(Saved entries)
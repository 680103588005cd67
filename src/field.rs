//! Field descriptors for the target table schema.

use serde::{Deserialize, Serialize};
use std::fmt;

/// The closed vocabulary of column kinds the target table service exposes.
///
/// Only a subset of kinds supports filtering; see [`crate::operations`].
#[derive(Debug, Clone, Copy, PartialEq, Eq, Hash, Serialize, Deserialize)]
#[serde(rename_all = "camelCase")]
pub enum FieldType {
    SingleLineText,
    Email,
    Url,
    MultilineText,
    Number,
    Currency,
    Percent,
    Date,
    DateTime,
    PhoneNumber,
    MultipleAttachments,
    Checkbox,
    Rating,
    Duration,
    SingleSelect,
    MultipleSelects,
    SingleCollaborator,
    MultipleCollaborators,
    MultipleRecordLinks,
    MultipleLookupValues,
    Rollup,
    Count,
    Formula,
    CreatedTime,
    CreatedBy,
    LastModifiedTime,
    LastModifiedBy,
    AutoNumber,
    Barcode,
    RichText,
    Button,
    AiText,
    ExternalSyncSource,
}

impl FieldType {
    /// Every known column kind, in schema-catalog order.
    pub const ALL: &'static [FieldType] = &[
        FieldType::SingleLineText,
        FieldType::Email,
        FieldType::Url,
        FieldType::MultilineText,
        FieldType::Number,
        FieldType::Currency,
        FieldType::Percent,
        FieldType::Date,
        FieldType::DateTime,
        FieldType::PhoneNumber,
        FieldType::MultipleAttachments,
        FieldType::Checkbox,
        FieldType::Rating,
        FieldType::Duration,
        FieldType::SingleSelect,
        FieldType::MultipleSelects,
        FieldType::SingleCollaborator,
        FieldType::MultipleCollaborators,
        FieldType::MultipleRecordLinks,
        FieldType::MultipleLookupValues,
        FieldType::Rollup,
        FieldType::Count,
        FieldType::Formula,
        FieldType::CreatedTime,
        FieldType::CreatedBy,
        FieldType::LastModifiedTime,
        FieldType::LastModifiedBy,
        FieldType::AutoNumber,
        FieldType::Barcode,
        FieldType::RichText,
        FieldType::Button,
        FieldType::AiText,
        FieldType::ExternalSyncSource,
    ];

    /// The camelCase tag used for this kind in schema payloads.
    pub fn as_key(&self) -> &'static str {
        match self {
            FieldType::SingleLineText => "singleLineText",
            FieldType::Email => "email",
            FieldType::Url => "url",
            FieldType::MultilineText => "multilineText",
            FieldType::Number => "number",
            FieldType::Currency => "currency",
            FieldType::Percent => "percent",
            FieldType::Date => "date",
            FieldType::DateTime => "dateTime",
            FieldType::PhoneNumber => "phoneNumber",
            FieldType::MultipleAttachments => "multipleAttachments",
            FieldType::Checkbox => "checkbox",
            FieldType::Rating => "rating",
            FieldType::Duration => "duration",
            FieldType::SingleSelect => "singleSelect",
            FieldType::MultipleSelects => "multipleSelects",
            FieldType::SingleCollaborator => "singleCollaborator",
            FieldType::MultipleCollaborators => "multipleCollaborators",
            FieldType::MultipleRecordLinks => "multipleRecordLinks",
            FieldType::MultipleLookupValues => "multipleLookupValues",
            FieldType::Rollup => "rollup",
            FieldType::Count => "count",
            FieldType::Formula => "formula",
            FieldType::CreatedTime => "createdTime",
            FieldType::CreatedBy => "createdBy",
            FieldType::LastModifiedTime => "lastModifiedTime",
            FieldType::LastModifiedBy => "lastModifiedBy",
            FieldType::AutoNumber => "autoNumber",
            FieldType::Barcode => "barcode",
            FieldType::RichText => "richText",
            FieldType::Button => "button",
            FieldType::AiText => "aiText",
            FieldType::ExternalSyncSource => "externalSyncSource",
        }
    }
}

impl fmt::Display for FieldType {
    fn fmt(&self, f: &mut fmt::Formatter<'_>) -> fmt::Result {
        f.write_str(self.as_key())
    }
}

/// One column of the target table.
///
/// `name` doubles as the `{Name}` reference token inside formulas, so names
/// containing `}` are rejected at render time.
#[derive(Debug, Clone, PartialEq, Serialize, Deserialize)]
pub struct Field {
    /// Opaque column identifier; empty when the schema source does not know it.
    #[serde(default)]
    pub id: String,
    pub name: String,
    #[serde(rename = "type")]
    pub field_type: FieldType,
}

impl Field {
    pub fn new(name: impl Into<String>, field_type: FieldType) -> Self {
        Self {
            id: String::new(),
            name: name.into(),
            field_type,
        }
    }
}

** TASK BRIEF **
Reply with nothing but the count of lines in the entries above that contain "Serialize".

** RESULT FOR THIS TASK **
3